La autoridad emitió un boletín de «calor y humedad anómalos» que abarca el norte y medio oeste de EE.UU., con temperaturas que oscilarán entre 32 y 38 grados centígrados. Este aviso de calor «mayor» impacta a los residentes de una amplia franja que se extiende desde las Dakotas hasta Virginia, incluyendo ciudades como Chicago y Nueva York. También hay puntos aislados de California y Florida que están bajo alerta.
Condiciones extremas y sus consecuencias
Casi dos millones de personas en las Dakotas están bajo un aviso «extremo», lo que eleva el riesgo para las infraestructuras durante la noche. El NWS prevé que esta ola de calor comience a alejarse de los núcleos más poblados a partir del jueves, cuando el número de afectados bajará a 95 millones, y continuará disminuyendo a 66 millones el viernes, y a 33 millones el sábado, principalmente en el sureste del país.
Desde el inicio de esta ola de calor, que comenzó el fin de semana del 4 de julio, se han registrado alrededor de 30 fallecidos a causa de las altas temperaturas, de los cuales 25 ocurrieron en el estado de Nueva Jersey.

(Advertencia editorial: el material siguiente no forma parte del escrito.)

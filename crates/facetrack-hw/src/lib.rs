//! facetrack-hw: frame sources for facetrack.
//!
//! V4L2 capture devices via the `v4l` crate and HTTP multipart JPEG
//! streams, both behind the `FrameSource` capability from facetrack-core.

pub mod camera;
pub mod frame;
pub mod mjpeg;
pub mod opener;

pub use camera::{DeviceCamera, DeviceInfo, PixelFormat};
pub use mjpeg::{MjpegError, MjpegStream, PartReader};
pub use opener::CaptureOpener;
//! Raw capture buffer conversion to 8-bit grayscale.

/// Convert packed YUYV (4:2:2) to grayscale by extracting the Y channel.
///
/// YUYV packs two pixels per 4 bytes: [Y0, U, Y1, V].
/// Grayscale = every even-indexed byte.
pub fn yuyv_to_grayscale(yuyv: &[u8], width: u32, height: u32) -> Result<Vec<u8>, FrameError> {
    let expected = (width * height * 2) as usize;
    if yuyv.len() < expected {
        return Err(FrameError::InvalidLength {
            expected,
            actual: yuyv.len(),
        });
    }
    Ok(yuyv[..expected].iter().step_by(2).copied().collect())
}

/// Downscale 16-bit little-endian grayscale to 8 bits by keeping the high byte.
pub fn y16_to_grayscale(y16: &[u8], width: u32, height: u32) -> Result<Vec<u8>, FrameError> {
    let expected = (width * height * 2) as usize;
    if y16.len() < expected {
        return Err(FrameError::InvalidLength {
            expected,
            actual: y16.len(),
        });
    }
    Ok(y16[..expected].chunks_exact(2).map(|px| px[1]).collect())
}

/// Copy an 8-bit grayscale buffer, trimming driver padding.
pub fn grey_to_grayscale(grey: &[u8], width: u32, height: u32) -> Result<Vec<u8>, FrameError> {
    let expected = (width * height) as usize;
    if grey.len() < expected {
        return Err(FrameError::InvalidLength {
            expected,
            actual: grey.len(),
        });
    }
    Ok(grey[..expected].to_vec())
}

#[derive(Debug, thiserror::Error)]
pub enum FrameError {
    #[error("buffer too short: expected {expected} bytes, got {actual}")]
    InvalidLength { expected: usize, actual: usize },
}
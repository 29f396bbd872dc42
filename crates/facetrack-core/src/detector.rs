//! Face detection and recognition capability.
//!
//! The model itself lives outside this crate. Anything that can turn a frame
//! into a list of recognized faces plugs in through [`FaceDetector`].

use crate::types::{DetectedFace, Frame};
use thiserror::Error;

#[derive(Error, Debug)]
pub enum DetectorError {
    #[error("model not loaded: {0}")]
    ModelNotLoaded(String),
    #[error("unsupported frame layout: {0}")]
    UnsupportedFrame(String),
    #[error("inference failed: {0}")]
    InferenceFailed(String),
}

/// Detects and identifies faces in a frame.
///
/// Shared by every camera worker, so implementations with mutable state
/// must synchronise internally.
pub trait FaceDetector: Send + Sync {
    fn detect(&self, frame: &Frame) -> Result<Vec<DetectedFace>, DetectorError>;
}

/// Detector that never reports a face.
pub struct NoopDetector;

impl FaceDetector for NoopDetector {
    fn detect(&self, _frame: &Frame) -> Result<Vec<DetectedFace>, DetectorError> {
        Ok(Vec::new())
    }
}
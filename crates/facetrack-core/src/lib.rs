//! facetrack-core: multi-camera face tracking and attendance recording.
//!
//! One worker thread per camera samples frames, runs them through a
//! pluggable detector, publishes faces to a bounded drop-on-full queue, and
//! records deduplicated attendance events through a pluggable store.

pub mod detector;
pub mod provider;
pub mod queue;
pub mod recorder;
pub mod settings;
pub mod source;
pub mod stats;
pub mod store;
pub mod supervisor;
pub mod types;
pub mod worker;

#[cfg(test)]
mod testing;

pub use detector::{DetectorError, FaceDetector, NoopDetector};
pub use provider::{
    parse_cameras, CameraFileProvider, CameraProvider, ProviderError, StaticCameras,
};
pub use queue::{FaceProducer, FaceQueue};
pub use recorder::{AttendanceRecorder, RecordOutcome};
pub use settings::TrackingSettings;
pub use source::{CaptureError, FrameSource, FrameSourceOpener};
pub use store::{AttendanceStore, MemoryStore, StoreError};
pub use supervisor::TrackingSupervisor;
pub use types::{
    AttendanceEvent, BoundingBox, CameraConfig, DetectedFace, EventType, Frame, LiveFace,
    PixelLayout, Resolution, StreamSource, SystemStatus,
};
pub use worker::{StopSignal, WorkerError};
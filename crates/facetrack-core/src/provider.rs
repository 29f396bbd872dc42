//! Camera descriptor capability and its implementations.

use crate::types::{CameraConfig, Resolution, StreamSource};
use parking_lot::Mutex;
use serde::Deserialize;
use std::collections::HashSet;
use std::path::{Path, PathBuf};
use thiserror::Error;

#[derive(Error, Debug)]
pub enum ProviderError {
    #[error("failed to read camera descriptors: {0}")]
    Read(String),
    #[error("invalid camera descriptors: {0}")]
    Invalid(String),
}

/// Supplies the set of cameras that should be tracked right now.
///
/// Called on every start and reload; implementations should return fresh data.
pub trait CameraProvider: Send + Sync {
    fn list_active(&self) -> Result<Vec<CameraConfig>, ProviderError>;
}

/// Fixed, replaceable list of cameras for embedders that manage descriptors
/// themselves.
#[derive(Default)]
pub struct StaticCameras {
    cameras: Mutex<Vec<CameraConfig>>,
}

impl StaticCameras {
    pub fn new(cameras: Vec<CameraConfig>) -> Self {
        Self {
            cameras: Mutex::new(cameras),
        }
    }

    /// Replace the list. Takes effect on the next start or reload.
    pub fn set(&self, cameras: Vec<CameraConfig>) {
        *self.cameras.lock() = cameras;
    }

    pub fn push(&self, camera: CameraConfig) {
        self.cameras.lock().push(camera);
    }
}

impl CameraProvider for StaticCameras {
    fn list_active(&self) -> Result<Vec<CameraConfig>, ProviderError> {
        Ok(self.cameras.lock().clone())
    }
}

/// Top-level camera file structure: a list of `[[camera]]` tables.
#[derive(Debug, Deserialize)]
struct CameraFile {
    #[serde(default, rename = "camera")]
    cameras: Vec<CameraEntry>,
}

#[derive(Debug, Deserialize)]
#[serde(deny_unknown_fields)]
struct CameraEntry {
    id: u32,
    /// Network stream URL or device path. Wins over `device`.
    url: Option<String>,
    /// Local device index. Defaults to `id` when neither source is given.
    device: Option<u32>,
    #[serde(default = "default_width")]
    width: u32,
    #[serde(default = "default_height")]
    height: u32,
    #[serde(default = "default_fps")]
    fps: u32,
    #[serde(default = "default_enabled")]
    enabled: bool,
}

fn default_width() -> u32 {
    640
}

fn default_height() -> u32 {
    480
}

fn default_fps() -> u32 {
    30
}

fn default_enabled() -> bool {
    true
}

impl From<CameraEntry> for CameraConfig {
    fn from(entry: CameraEntry) -> Self {
        let source = match (entry.url, entry.device) {
            (Some(url), _) => StreamSource::Url(url),
            (None, Some(index)) => StreamSource::Device(index),
            (None, None) => StreamSource::Device(entry.id),
        };
        CameraConfig {
            camera_id: entry.id,
            source,
            resolution: Resolution {
                width: entry.width,
                height: entry.height,
            },
            fps: entry.fps,
        }
    }
}

/// Parse a camera file, keeping only enabled cameras.
pub fn parse_cameras(src: &str) -> Result<Vec<CameraConfig>, ProviderError> {
    let file: CameraFile =
        toml::from_str(src).map_err(|e| ProviderError::Invalid(e.to_string()))?;

    let mut seen = HashSet::new();
    for entry in &file.cameras {
        if !seen.insert(entry.id) {
            return Err(ProviderError::Invalid(format!("duplicate camera id {}", entry.id)));
        }
        if entry.width == 0 || entry.height == 0 || entry.fps == 0 {
            return Err(ProviderError::Invalid(format!(
                "camera {}: width, height and fps must be positive",
                entry.id
            )));
        }
    }

    Ok(file
        .cameras
        .into_iter()
        .filter(|entry| entry.enabled)
        .map(CameraConfig::from)
        .collect())
}

/// Cameras listed in a TOML file, re-read on every call so edits are picked
/// up by the next reload.
pub struct CameraFileProvider {
    path: PathBuf,
}

impl CameraFileProvider {
    pub fn new(path: impl Into<PathBuf>) -> Self {
        Self { path: path.into() }
    }

    pub fn path(&self) -> &Path {
        &self.path
    }
}

impl CameraProvider for CameraFileProvider {
    fn list_active(&self) -> Result<Vec<CameraConfig>, ProviderError> {
        match std::fs::read_to_string(&self.path) {
            Ok(src) => parse_cameras(&src),
            Err(e) if e.kind() == std::io::ErrorKind::NotFound => {
                tracing::warn!(path = %self.path.display(), "camera file not found");
                Ok(Vec::new())
            }
            Err(e) => Err(ProviderError::Read(format!("{}: {e}", self.path.display()))),
        }
    }
}
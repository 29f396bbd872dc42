use std::time::Duration;

/// Tuning knobs for the tracking pipeline. `Default` gives production values.
#[derive(Debug, Clone)]
pub struct TrackingSettings {
    /// Forward every Nth captured frame to detection.
    pub sample_every: u64,
    /// Fixed sleep between reads, independent of the source frame rate.
    pub frame_interval: Duration,
    /// Sleep after a failed read before retrying.
    pub read_backoff: Duration,
    /// How long stop waits for each worker before giving up on it.
    pub join_timeout: Duration,
    /// Capacity of the detected-face queue.
    pub queue_capacity: usize,
    /// Trailing window within which repeat detections are not recorded.
    pub dedup_window: Duration,
}

impl Default for TrackingSettings {
    fn default() -> Self {
        Self {
            sample_every: 10,
            frame_interval: Duration::from_millis(33),
            read_backoff: Duration::from_millis(100),
            join_timeout: Duration::from_secs(5),
            queue_capacity: crate::queue::DEFAULT_QUEUE_CAPACITY,
            dedup_window: Duration::from_secs(60 * 60),
        }
    }
}
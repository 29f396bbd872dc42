//! HTTP multipart (`multipart/x-mixed-replace`) JPEG streams.
//!
//! Each part is handed out as encoded JPEG bytes; nothing is decoded here.

use chrono::Utc;
use facetrack_core::{CameraConfig, CaptureError, Frame, FrameSource, PixelLayout};
use std::io::{BufRead, BufReader, ErrorKind, Read};
use std::time::Duration;
use thiserror::Error;

/// Largest part accepted before the stream is considered malformed.
pub const MAX_PART_BYTES: usize = 16 * 1024 * 1024;
const MAX_HEADER_LINE: usize = 8 * 1024;
const CONNECT_TIMEOUT: Duration = Duration::from_secs(5);
/// Bound on the request and on every body read, so a silent server cannot
/// hold a worker past its stop signal.
pub const REQUEST_TIMEOUT: Duration = Duration::from_secs(10);

const JPEG_SOI: [u8; 2] = [0xFF, 0xD8];
const JPEG_EOI: [u8; 2] = [0xFF, 0xD9];

#[derive(Debug, Error)]
pub enum MjpegError {
    #[error("stream closed")]
    Closed,
    #[error("i/o error: {0}")]
    Io(#[from] std::io::Error),
    #[error("malformed part: {0}")]
    Malformed(String),
    #[error("part of {0} bytes exceeds limit")]
    TooLarge(usize),
}

/// Splits a multipart body into parts.
///
/// Lines starting with `--` delimit parts. A part's body length comes from
/// its `Content-Length` header; without one, the body runs to the JPEG
/// end-of-image marker.
pub struct PartReader<R> {
    inner: R,
}

impl<R: BufRead> PartReader<R> {
    pub fn new(inner: R) -> Self {
        Self { inner }
    }

    /// Read the next JPEG part.
    pub fn next_part(&mut self) -> Result<Vec<u8>, MjpegError> {
        // Skip preamble / the CRLF left after the previous body.
        loop {
            let line = self.read_line()?;
            if line.len() > 4 && line.starts_with(b"--") && line.ends_with(b"--") {
                return Err(MjpegError::Closed);
            }
            if line.starts_with(b"--") {
                break;
            }
        }

        let mut content_length = None;
        loop {
            let line = self.read_line()?;
            if line.is_empty() {
                break;
            }
            if let Some(len) = parse_content_length(&line)? {
                content_length = Some(len);
            }
        }

        let body = match content_length {
            Some(len) if len > MAX_PART_BYTES => return Err(MjpegError::TooLarge(len)),
            Some(len) => {
                let mut body = vec![0u8; len];
                self.inner.read_exact(&mut body).map_err(|e| match e.kind() {
                    ErrorKind::UnexpectedEof => MjpegError::Closed,
                    _ => MjpegError::Io(e),
                })?;
                body
            }
            None => self.read_until_eoi()?,
        };

        if !body.starts_with(&JPEG_SOI) {
            return Err(MjpegError::Malformed("missing JPEG start marker".into()));
        }
        Ok(body)
    }

    /// One line without its trailing CRLF, at most `MAX_HEADER_LINE` bytes.
    fn read_line(&mut self) -> Result<Vec<u8>, MjpegError> {
        let mut line = Vec::new();
        let limit = MAX_HEADER_LINE as u64 + 2;
        if (&mut self.inner).take(limit).read_until(b'\n', &mut line)? == 0 {
            return Err(MjpegError::Closed);
        }
        if line.len() as u64 == limit && !line.ends_with(b"\n") {
            return Err(MjpegError::Malformed("line too long".into()));
        }
        while matches!(line.last(), Some(b'\n' | b'\r')) {
            line.pop();
        }
        Ok(line)
    }

    fn read_until_eoi(&mut self) -> Result<Vec<u8>, MjpegError> {
        let mut body = Vec::new();
        loop {
            let remaining = (MAX_PART_BYTES + 1 - body.len()) as u64;
            if (&mut self.inner).take(remaining).read_until(JPEG_EOI[1], &mut body)? == 0 {
                return Err(MjpegError::Closed);
            }
            if body.len() > MAX_PART_BYTES {
                return Err(MjpegError::TooLarge(body.len()));
            }
            if body.ends_with(&JPEG_EOI) {
                return Ok(body);
            }
        }
    }
}

fn parse_content_length(line: &[u8]) -> Result<Option<usize>, MjpegError> {
    let Ok(line) = std::str::from_utf8(line) else {
        return Ok(None);
    };
    let Some((name, value)) = line.split_once(':') else {
        return Ok(None);
    };
    if !name.trim().eq_ignore_ascii_case("content-length") {
        return Ok(None);
    }
    value
        .trim()
        .parse()
        .map(Some)
        .map_err(|_| MjpegError::Malformed(format!("bad Content-Length: {}", value.trim())))
}

fn is_timeout(err: &std::io::Error) -> bool {
    matches!(err.kind(), ErrorKind::TimedOut | ErrorKind::WouldBlock)
        || err
            .get_ref()
            .and_then(|inner| inner.downcast_ref::<reqwest::Error>())
            .is_some_and(reqwest::Error::is_timeout)
}

/// JPEG frames pulled from an HTTP multipart endpoint.
pub struct MjpegStream {
    url: String,
    reader: Option<PartReader<BufReader<reqwest::blocking::Response>>>,
    width: u32,
    height: u32,
    sequence: u32,
}

impl MjpegStream {
    /// Connect and check that the endpoint serves a multipart stream.
    pub fn connect(url: &str) -> Result<Self, CaptureError> {
        Self::connect_with_timeout(url, REQUEST_TIMEOUT)
    }

    /// As [`connect`](Self::connect), bounding the request and each later
    /// body read by `timeout`.
    pub fn connect_with_timeout(url: &str, timeout: Duration) -> Result<Self, CaptureError> {
        let client = reqwest::blocking::Client::builder()
            .connect_timeout(CONNECT_TIMEOUT.min(timeout))
            .timeout(timeout)
            .build()
            .map_err(|e| CaptureError::OpenFailed(format!("http client: {e}")))?;

        let response = client
            .get(url)
            .send()
            .map_err(|e| CaptureError::OpenFailed(format!("{url}: {e}")))?;

        if !response.status().is_success() {
            return Err(CaptureError::OpenFailed(format!(
                "{url}: HTTP {}",
                response.status()
            )));
        }

        let content_type = response
            .headers()
            .get(reqwest::header::CONTENT_TYPE)
            .and_then(|v| v.to_str().ok())
            .unwrap_or_default()
            .to_string();
        if !content_type.starts_with("multipart/") {
            return Err(CaptureError::Unsupported(format!(
                "{url}: content type {content_type:?} is not a multipart stream"
            )));
        }

        tracing::info!(url, content_type = %content_type, "connected to stream");

        Ok(Self {
            url: url.to_string(),
            reader: Some(PartReader::new(BufReader::new(response))),
            width: 0,
            height: 0,
            sequence: 0,
        })
    }
}

impl FrameSource for MjpegStream {
    /// The server decides resolution and rate; the descriptor's size is
    /// only stamped on frames.
    fn configure(&mut self, camera: &CameraConfig) -> Result<(), CaptureError> {
        self.width = camera.resolution.width;
        self.height = camera.resolution.height;
        Ok(())
    }

    fn read(&mut self) -> Result<Frame, CaptureError> {
        let Some(reader) = self.reader.as_mut() else {
            return Err(CaptureError::Disconnected(format!("{}: released", self.url)));
        };
        // A timed-out read may leave a part half consumed; the next call
        // skips ahead to the following boundary.
        let data = reader.next_part().map_err(|e| match e {
            MjpegError::Io(ref io) if is_timeout(io) => {
                CaptureError::NoFrame(format!("{}: {e}", self.url))
            }
            MjpegError::Closed | MjpegError::Io(_) => {
                CaptureError::Disconnected(format!("{}: {e}", self.url))
            }
            MjpegError::Malformed(_) | MjpegError::TooLarge(_) => {
                CaptureError::NoFrame(format!("{}: {e}", self.url))
            }
        })?;

        self.sequence = self.sequence.wrapping_add(1);
        Ok(Frame {
            data,
            width: self.width,
            height: self.height,
            layout: PixelLayout::Jpeg,
            sequence: self.sequence,
            captured_at: Utc::now(),
        })
    }

    fn release(&mut self) {
        if self.reader.take().is_some() {
            tracing::debug!(url = %self.url, "closed stream");
        }
    }
}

Inundaciones en otras regiones
Además del calor, partes de Texas, Nuevo México y Montana enfrentan alertas por inundaciones debido a fuertes tormentas. En Texas, el NWS advierte de «acumulaciones totales de entre 6 y 8 pulgadas (entre 15 y 20 centímetros), con posibilidades de superar las 10 pulgadas (25 centímetros) en algunas áreas», lo que puede generar «peligrosas inundaciones repentinas».
Es importante recordar que en julio de 2025, 27 jóvenes perdieron la vida en Texas debido a una inundación que afectó a un campamento privado para niñas en Fort Myers.